## Records for this task
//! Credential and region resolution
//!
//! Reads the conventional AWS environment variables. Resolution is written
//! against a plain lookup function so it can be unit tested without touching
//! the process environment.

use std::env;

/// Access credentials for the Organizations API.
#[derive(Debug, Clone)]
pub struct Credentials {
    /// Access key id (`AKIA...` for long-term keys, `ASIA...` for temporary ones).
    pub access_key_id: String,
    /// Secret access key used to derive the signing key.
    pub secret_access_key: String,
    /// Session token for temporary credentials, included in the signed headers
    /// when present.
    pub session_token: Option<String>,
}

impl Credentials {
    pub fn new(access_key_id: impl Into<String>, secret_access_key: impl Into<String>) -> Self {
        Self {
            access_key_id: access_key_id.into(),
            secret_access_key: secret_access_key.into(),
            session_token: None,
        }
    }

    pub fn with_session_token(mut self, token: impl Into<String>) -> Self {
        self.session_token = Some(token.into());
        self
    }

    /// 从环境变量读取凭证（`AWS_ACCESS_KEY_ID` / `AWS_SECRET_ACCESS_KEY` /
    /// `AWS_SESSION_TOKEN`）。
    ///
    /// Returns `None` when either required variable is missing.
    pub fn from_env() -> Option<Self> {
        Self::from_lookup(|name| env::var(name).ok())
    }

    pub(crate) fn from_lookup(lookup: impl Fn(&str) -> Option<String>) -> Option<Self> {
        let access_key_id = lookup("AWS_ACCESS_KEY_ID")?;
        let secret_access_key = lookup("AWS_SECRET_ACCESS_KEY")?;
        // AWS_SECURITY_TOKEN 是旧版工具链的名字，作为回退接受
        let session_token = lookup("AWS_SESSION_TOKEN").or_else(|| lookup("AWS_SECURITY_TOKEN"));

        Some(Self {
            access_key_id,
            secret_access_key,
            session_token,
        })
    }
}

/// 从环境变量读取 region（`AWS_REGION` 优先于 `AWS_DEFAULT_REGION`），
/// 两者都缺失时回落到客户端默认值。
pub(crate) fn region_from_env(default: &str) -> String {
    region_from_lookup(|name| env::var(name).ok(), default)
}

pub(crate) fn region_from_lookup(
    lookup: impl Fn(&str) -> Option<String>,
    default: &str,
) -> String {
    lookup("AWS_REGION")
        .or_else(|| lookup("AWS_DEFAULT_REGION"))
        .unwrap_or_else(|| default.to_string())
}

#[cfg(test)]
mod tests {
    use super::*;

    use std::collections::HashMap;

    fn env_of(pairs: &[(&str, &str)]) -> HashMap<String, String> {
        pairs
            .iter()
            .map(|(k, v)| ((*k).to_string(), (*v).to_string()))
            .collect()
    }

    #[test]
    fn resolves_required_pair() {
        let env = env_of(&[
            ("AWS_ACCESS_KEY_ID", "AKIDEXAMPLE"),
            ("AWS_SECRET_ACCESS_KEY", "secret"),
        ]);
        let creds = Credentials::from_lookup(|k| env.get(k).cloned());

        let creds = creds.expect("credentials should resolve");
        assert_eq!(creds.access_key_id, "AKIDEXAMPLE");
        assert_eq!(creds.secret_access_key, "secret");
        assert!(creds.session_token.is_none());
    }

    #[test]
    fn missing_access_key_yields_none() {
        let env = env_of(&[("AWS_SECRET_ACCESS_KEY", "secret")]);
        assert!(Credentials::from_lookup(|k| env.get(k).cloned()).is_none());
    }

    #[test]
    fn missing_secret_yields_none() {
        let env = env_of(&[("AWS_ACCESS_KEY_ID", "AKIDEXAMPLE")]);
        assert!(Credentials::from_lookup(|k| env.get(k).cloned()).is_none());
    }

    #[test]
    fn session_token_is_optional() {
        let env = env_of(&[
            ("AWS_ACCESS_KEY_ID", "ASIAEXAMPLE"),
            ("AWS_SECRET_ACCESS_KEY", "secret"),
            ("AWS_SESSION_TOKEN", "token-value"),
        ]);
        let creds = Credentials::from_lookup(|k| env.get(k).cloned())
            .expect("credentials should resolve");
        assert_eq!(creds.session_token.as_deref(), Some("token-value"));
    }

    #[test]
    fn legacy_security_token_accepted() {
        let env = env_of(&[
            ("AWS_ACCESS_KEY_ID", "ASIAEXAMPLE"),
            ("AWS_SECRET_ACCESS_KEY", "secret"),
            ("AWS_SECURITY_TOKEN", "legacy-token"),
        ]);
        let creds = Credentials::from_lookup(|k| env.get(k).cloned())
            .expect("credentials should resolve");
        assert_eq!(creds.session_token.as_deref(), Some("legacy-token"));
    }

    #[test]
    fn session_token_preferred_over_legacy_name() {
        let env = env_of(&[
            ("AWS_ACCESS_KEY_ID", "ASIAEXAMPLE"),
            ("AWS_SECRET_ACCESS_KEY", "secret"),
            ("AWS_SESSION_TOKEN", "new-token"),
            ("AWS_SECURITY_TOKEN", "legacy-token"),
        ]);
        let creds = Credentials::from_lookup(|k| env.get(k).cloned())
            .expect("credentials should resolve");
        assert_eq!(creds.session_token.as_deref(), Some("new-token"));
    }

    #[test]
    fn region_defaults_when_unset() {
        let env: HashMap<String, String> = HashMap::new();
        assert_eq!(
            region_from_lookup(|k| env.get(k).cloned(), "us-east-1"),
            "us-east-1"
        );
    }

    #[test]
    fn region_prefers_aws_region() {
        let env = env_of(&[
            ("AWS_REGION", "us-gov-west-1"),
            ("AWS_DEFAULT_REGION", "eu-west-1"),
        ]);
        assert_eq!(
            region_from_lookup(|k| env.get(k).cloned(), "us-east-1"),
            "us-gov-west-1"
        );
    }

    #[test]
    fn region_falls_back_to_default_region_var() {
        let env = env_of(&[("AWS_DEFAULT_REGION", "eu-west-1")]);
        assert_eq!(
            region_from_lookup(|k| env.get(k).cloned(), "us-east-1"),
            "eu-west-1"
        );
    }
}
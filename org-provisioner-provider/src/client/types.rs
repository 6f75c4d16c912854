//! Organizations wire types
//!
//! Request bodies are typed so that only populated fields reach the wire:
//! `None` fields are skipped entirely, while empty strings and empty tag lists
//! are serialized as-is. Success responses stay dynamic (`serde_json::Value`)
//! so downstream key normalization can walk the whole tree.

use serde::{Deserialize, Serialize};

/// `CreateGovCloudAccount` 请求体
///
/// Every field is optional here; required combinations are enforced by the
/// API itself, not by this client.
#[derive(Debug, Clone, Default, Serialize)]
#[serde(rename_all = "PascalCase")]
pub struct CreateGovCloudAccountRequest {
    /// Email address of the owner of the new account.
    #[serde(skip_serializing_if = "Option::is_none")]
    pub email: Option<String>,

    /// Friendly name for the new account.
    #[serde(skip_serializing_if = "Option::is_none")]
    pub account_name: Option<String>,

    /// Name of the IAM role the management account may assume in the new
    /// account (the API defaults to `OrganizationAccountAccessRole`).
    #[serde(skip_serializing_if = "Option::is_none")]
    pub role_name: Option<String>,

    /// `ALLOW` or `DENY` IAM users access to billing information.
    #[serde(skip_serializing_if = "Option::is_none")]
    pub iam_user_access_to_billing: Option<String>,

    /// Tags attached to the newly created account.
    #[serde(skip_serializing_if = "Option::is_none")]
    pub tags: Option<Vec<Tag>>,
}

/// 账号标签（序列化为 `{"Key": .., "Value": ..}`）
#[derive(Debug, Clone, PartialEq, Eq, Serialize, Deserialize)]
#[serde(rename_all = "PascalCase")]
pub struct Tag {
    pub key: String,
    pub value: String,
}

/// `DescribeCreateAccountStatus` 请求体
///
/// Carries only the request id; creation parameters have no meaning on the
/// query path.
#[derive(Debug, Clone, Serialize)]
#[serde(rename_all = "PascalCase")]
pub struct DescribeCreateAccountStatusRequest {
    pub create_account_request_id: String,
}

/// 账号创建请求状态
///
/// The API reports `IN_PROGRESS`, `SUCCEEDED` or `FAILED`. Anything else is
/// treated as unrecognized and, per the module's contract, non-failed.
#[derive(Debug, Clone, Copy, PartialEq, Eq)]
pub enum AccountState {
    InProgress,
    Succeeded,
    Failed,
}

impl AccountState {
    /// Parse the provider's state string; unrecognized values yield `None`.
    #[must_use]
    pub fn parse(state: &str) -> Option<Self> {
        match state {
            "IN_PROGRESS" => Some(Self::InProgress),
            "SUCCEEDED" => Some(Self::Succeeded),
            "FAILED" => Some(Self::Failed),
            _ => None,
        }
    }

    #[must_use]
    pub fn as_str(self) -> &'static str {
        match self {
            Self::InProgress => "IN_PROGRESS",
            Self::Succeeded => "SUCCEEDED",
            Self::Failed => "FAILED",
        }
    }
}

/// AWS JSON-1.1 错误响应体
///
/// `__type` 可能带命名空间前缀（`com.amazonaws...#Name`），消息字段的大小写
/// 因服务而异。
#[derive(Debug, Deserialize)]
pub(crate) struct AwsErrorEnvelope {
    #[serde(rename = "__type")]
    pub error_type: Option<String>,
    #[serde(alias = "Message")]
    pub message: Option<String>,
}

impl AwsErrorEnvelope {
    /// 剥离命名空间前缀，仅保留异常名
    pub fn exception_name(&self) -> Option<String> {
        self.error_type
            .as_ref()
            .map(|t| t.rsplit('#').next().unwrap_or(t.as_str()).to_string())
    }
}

## Your instructions
Write down how many lines above contain the string "derive", and nothing besides.

## Final answer
7